> _PROBLEM REQUIREMENTS_
Scan the material below for the word "bool", then copy every line in which it appears.

========

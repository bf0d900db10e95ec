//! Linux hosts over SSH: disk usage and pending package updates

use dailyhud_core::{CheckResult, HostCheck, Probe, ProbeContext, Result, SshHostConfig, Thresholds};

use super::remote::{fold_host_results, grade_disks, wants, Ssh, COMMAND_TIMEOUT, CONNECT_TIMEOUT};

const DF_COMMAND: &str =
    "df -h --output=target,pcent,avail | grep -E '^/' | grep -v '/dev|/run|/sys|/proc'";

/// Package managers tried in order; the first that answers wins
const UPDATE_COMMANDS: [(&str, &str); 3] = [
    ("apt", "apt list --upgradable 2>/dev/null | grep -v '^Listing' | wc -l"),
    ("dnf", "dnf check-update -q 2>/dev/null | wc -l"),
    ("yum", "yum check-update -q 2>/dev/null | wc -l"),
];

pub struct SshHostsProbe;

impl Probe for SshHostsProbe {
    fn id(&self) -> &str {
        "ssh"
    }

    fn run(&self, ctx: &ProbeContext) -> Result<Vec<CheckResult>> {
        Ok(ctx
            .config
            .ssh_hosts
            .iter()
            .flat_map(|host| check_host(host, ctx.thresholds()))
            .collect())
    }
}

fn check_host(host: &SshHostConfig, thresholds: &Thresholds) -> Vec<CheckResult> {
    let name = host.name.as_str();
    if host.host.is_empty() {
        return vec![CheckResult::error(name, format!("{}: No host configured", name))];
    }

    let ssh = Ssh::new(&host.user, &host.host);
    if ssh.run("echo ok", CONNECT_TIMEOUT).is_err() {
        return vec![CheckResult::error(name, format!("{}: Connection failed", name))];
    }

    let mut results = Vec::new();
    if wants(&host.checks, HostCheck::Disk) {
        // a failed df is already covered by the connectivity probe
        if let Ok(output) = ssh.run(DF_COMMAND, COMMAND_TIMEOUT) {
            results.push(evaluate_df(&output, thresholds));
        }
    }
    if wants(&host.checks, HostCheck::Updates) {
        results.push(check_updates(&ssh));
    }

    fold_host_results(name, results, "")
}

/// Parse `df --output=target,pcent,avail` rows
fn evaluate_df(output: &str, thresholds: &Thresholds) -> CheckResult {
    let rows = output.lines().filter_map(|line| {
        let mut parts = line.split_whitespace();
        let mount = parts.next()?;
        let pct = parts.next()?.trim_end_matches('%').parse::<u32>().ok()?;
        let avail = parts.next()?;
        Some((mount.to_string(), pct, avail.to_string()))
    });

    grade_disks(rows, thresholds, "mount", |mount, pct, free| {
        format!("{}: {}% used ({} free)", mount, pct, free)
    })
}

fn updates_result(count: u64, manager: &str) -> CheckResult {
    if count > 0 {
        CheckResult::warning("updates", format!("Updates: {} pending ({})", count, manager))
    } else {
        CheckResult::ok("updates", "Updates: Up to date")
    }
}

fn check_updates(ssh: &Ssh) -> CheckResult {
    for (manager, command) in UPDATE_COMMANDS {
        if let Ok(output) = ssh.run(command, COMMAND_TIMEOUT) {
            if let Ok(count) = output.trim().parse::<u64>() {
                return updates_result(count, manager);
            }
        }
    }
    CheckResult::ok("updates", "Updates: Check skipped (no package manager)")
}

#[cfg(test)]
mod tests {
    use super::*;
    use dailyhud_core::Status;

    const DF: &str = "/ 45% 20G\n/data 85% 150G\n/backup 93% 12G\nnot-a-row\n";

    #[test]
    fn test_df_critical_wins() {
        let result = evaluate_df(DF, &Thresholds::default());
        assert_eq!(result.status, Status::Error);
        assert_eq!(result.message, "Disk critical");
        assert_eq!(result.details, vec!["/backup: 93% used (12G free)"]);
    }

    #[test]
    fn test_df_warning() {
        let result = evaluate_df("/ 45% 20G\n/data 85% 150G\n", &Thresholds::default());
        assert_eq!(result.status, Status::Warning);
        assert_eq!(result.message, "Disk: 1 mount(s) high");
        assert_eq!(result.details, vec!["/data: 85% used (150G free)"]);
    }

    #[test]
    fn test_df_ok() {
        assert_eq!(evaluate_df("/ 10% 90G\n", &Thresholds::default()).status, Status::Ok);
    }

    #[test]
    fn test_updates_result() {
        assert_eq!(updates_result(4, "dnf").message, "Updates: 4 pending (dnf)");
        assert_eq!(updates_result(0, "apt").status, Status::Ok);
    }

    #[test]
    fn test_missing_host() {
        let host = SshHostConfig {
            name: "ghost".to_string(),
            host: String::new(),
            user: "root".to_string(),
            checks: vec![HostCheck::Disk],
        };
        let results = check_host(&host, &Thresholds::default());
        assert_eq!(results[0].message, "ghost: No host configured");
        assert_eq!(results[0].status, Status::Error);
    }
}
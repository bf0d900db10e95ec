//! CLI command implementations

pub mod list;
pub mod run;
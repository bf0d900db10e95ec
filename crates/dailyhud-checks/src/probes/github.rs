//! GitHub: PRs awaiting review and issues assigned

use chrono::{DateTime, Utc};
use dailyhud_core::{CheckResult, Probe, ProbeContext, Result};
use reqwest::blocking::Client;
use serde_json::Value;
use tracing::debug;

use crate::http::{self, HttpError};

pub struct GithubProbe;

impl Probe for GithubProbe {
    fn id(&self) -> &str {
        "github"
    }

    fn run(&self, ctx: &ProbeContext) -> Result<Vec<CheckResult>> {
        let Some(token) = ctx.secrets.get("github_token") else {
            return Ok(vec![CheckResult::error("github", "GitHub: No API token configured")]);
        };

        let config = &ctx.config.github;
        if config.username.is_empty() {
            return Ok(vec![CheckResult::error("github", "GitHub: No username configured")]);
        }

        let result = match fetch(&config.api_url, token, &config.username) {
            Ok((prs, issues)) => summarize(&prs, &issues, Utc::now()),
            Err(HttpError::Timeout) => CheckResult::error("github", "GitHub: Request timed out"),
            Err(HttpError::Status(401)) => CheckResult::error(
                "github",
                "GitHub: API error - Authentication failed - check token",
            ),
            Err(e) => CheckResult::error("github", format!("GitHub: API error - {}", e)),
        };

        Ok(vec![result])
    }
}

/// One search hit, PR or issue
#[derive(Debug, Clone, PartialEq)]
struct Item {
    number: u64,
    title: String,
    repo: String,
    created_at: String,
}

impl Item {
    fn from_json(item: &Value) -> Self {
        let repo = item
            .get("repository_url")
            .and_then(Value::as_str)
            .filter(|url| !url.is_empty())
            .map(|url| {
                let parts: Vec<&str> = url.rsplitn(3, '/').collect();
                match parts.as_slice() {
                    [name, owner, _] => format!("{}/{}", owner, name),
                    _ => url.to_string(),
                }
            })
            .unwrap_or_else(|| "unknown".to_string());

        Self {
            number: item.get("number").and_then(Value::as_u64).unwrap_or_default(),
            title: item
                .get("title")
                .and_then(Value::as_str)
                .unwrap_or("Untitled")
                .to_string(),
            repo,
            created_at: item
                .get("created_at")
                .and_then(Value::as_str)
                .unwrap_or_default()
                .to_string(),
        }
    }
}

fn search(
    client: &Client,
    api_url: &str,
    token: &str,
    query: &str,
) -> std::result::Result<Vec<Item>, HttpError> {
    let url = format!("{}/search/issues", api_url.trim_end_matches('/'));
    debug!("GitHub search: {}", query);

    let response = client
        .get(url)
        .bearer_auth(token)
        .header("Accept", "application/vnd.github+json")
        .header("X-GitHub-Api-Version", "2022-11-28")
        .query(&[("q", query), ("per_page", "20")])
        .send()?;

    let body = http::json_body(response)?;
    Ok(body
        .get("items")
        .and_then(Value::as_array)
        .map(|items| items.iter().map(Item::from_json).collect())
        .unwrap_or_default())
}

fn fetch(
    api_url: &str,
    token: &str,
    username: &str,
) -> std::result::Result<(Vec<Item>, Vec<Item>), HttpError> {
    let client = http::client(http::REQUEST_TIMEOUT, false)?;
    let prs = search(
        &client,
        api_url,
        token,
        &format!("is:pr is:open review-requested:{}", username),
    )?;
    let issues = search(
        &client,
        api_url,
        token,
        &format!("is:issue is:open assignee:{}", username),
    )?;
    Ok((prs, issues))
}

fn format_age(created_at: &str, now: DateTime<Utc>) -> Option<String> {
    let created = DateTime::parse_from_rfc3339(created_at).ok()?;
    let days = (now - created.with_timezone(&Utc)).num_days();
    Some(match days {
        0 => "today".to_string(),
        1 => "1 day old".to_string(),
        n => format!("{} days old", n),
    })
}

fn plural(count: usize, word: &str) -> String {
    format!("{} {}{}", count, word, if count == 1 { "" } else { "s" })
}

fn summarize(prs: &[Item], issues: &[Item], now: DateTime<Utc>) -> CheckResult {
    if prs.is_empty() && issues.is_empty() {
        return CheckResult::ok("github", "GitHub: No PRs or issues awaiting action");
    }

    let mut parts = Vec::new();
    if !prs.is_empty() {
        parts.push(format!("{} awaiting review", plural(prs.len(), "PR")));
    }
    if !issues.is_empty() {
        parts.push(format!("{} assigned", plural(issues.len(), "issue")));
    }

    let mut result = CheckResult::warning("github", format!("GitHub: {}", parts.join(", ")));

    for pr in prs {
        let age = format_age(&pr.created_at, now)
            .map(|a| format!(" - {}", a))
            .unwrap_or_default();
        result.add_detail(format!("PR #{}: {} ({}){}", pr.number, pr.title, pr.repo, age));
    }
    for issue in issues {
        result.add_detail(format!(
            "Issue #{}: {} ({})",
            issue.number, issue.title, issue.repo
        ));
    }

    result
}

========

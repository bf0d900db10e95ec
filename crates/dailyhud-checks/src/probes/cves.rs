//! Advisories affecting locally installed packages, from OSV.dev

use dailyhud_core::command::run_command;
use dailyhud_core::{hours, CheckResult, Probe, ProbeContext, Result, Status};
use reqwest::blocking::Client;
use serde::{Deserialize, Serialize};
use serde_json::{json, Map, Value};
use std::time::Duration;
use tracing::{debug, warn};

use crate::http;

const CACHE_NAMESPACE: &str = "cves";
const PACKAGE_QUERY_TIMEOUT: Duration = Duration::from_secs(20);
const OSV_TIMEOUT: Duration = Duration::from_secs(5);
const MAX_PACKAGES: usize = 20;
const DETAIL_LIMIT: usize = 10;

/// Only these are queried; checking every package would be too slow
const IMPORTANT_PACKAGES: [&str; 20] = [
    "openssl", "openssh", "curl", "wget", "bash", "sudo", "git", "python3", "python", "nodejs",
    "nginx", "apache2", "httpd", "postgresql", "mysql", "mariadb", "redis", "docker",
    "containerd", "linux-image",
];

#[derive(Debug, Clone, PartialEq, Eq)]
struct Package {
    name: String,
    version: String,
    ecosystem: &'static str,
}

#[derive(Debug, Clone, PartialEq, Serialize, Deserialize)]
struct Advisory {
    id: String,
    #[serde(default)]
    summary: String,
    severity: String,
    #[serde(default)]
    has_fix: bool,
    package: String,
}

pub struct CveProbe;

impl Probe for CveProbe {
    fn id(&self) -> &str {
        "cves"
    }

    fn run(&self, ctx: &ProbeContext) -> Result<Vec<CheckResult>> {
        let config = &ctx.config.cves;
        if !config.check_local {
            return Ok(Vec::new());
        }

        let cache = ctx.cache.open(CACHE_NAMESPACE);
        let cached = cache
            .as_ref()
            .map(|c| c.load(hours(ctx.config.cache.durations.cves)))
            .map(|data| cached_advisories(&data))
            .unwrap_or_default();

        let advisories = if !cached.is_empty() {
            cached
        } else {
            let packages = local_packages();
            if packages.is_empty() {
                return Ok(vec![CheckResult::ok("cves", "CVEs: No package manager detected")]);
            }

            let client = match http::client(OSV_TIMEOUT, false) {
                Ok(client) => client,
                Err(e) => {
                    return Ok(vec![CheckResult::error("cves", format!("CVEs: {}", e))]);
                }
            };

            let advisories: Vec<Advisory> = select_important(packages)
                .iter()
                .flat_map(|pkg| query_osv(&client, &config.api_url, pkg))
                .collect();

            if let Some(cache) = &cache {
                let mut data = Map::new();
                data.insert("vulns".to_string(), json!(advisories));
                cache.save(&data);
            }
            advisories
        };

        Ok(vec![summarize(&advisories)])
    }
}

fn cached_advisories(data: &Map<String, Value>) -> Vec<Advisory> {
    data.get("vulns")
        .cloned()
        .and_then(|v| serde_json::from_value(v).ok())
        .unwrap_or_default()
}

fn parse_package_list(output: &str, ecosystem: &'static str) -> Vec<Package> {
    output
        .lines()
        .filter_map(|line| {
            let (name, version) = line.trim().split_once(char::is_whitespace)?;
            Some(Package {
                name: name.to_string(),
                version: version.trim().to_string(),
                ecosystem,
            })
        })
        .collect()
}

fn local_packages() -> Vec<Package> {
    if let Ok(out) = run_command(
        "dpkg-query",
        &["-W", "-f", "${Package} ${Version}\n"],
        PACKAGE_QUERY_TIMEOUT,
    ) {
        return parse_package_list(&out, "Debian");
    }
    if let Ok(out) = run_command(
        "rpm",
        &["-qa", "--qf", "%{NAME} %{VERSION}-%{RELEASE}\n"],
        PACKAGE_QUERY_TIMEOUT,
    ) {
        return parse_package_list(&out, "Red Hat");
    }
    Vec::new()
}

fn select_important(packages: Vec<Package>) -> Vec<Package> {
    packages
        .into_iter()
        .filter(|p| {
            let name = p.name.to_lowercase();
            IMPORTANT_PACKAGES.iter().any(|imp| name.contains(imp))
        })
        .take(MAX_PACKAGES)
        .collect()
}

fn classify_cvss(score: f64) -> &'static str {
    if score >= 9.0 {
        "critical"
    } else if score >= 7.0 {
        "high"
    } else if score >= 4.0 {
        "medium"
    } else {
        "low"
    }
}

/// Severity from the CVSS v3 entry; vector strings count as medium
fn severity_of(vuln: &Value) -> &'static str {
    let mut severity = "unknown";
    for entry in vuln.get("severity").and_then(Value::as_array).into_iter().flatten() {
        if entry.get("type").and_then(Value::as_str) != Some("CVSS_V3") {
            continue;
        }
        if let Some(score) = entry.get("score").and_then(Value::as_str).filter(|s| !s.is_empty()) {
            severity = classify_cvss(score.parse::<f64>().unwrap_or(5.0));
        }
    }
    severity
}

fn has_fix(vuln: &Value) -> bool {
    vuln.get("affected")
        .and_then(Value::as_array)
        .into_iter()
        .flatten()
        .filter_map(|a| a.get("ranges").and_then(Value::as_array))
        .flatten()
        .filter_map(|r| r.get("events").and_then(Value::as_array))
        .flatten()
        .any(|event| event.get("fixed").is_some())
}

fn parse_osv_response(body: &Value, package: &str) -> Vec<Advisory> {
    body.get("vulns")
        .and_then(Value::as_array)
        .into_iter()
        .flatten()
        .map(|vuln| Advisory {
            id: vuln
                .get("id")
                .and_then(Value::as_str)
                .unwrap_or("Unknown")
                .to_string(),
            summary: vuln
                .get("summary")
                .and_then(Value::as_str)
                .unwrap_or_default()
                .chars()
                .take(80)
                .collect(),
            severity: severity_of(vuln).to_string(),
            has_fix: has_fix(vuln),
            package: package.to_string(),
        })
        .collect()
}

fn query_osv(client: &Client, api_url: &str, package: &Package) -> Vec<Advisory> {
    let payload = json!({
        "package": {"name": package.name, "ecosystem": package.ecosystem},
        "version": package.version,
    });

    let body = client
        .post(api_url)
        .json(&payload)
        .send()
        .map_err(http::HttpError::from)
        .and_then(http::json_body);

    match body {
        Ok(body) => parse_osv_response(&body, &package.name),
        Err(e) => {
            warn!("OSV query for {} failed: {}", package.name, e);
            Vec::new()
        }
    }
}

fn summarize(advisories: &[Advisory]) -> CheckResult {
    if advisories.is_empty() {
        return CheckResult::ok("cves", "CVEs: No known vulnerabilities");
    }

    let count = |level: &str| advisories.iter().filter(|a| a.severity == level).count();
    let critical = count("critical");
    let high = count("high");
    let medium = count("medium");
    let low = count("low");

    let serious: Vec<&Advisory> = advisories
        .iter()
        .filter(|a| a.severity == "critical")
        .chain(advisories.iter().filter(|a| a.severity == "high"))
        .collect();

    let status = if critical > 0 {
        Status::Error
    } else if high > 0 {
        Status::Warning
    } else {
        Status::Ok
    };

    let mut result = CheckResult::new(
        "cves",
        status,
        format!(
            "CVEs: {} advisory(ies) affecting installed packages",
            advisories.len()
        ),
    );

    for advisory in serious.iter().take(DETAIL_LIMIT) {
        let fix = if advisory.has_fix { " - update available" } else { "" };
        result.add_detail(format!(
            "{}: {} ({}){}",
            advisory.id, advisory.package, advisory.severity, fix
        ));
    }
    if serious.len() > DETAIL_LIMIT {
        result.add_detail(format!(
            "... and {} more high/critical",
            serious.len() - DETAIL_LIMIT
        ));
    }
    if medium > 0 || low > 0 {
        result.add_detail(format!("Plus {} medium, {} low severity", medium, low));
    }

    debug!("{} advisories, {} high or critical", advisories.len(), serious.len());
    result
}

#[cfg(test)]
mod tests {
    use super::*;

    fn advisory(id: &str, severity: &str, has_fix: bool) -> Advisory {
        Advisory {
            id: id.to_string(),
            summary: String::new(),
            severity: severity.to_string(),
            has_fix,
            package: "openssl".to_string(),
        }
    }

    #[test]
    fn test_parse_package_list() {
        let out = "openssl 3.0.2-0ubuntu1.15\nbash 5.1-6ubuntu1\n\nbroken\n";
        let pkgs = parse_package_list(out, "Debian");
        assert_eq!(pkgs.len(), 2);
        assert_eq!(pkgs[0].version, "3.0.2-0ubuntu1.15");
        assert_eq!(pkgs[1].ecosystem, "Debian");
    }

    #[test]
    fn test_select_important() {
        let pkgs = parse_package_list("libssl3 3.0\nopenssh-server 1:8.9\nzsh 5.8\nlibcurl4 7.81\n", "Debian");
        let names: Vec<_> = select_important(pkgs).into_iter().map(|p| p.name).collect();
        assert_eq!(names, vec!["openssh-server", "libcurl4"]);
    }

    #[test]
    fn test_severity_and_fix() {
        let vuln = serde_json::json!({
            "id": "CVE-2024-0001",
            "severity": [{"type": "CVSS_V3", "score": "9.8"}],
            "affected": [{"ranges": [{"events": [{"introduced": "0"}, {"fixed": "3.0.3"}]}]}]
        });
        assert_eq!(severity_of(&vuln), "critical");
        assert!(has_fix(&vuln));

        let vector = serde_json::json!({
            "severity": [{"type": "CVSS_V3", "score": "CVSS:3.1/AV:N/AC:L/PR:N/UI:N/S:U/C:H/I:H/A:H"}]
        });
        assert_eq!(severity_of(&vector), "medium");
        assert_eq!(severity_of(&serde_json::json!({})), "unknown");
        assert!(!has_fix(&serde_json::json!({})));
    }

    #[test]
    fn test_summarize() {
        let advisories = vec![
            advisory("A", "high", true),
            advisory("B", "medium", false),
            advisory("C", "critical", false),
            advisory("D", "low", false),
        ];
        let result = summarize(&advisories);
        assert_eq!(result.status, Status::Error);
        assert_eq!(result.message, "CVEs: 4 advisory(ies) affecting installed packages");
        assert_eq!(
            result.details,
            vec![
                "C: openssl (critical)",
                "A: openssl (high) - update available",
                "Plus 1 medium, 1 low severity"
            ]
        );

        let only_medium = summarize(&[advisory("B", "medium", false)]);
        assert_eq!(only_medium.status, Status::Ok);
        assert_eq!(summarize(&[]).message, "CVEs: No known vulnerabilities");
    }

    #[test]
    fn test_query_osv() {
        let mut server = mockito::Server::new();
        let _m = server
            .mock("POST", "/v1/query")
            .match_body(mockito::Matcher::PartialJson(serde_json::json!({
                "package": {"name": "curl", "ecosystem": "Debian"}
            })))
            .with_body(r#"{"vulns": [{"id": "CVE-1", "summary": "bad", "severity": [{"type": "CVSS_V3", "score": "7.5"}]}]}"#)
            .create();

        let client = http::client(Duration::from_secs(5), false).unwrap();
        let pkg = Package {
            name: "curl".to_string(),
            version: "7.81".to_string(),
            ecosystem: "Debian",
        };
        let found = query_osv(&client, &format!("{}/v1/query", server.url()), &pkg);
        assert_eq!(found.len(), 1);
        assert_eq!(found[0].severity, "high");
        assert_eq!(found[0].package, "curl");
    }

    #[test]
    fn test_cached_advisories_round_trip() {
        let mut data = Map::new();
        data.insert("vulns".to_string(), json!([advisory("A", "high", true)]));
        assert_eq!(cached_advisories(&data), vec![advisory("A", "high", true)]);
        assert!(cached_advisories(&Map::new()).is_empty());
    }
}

========

> _ANSWER SPACE_
    has_fix: bool,
fn has_fix(vuln: &Value) -> bool {
    fn advisory(id: &str, severity: &str, has_fix: bool) -> Advisory {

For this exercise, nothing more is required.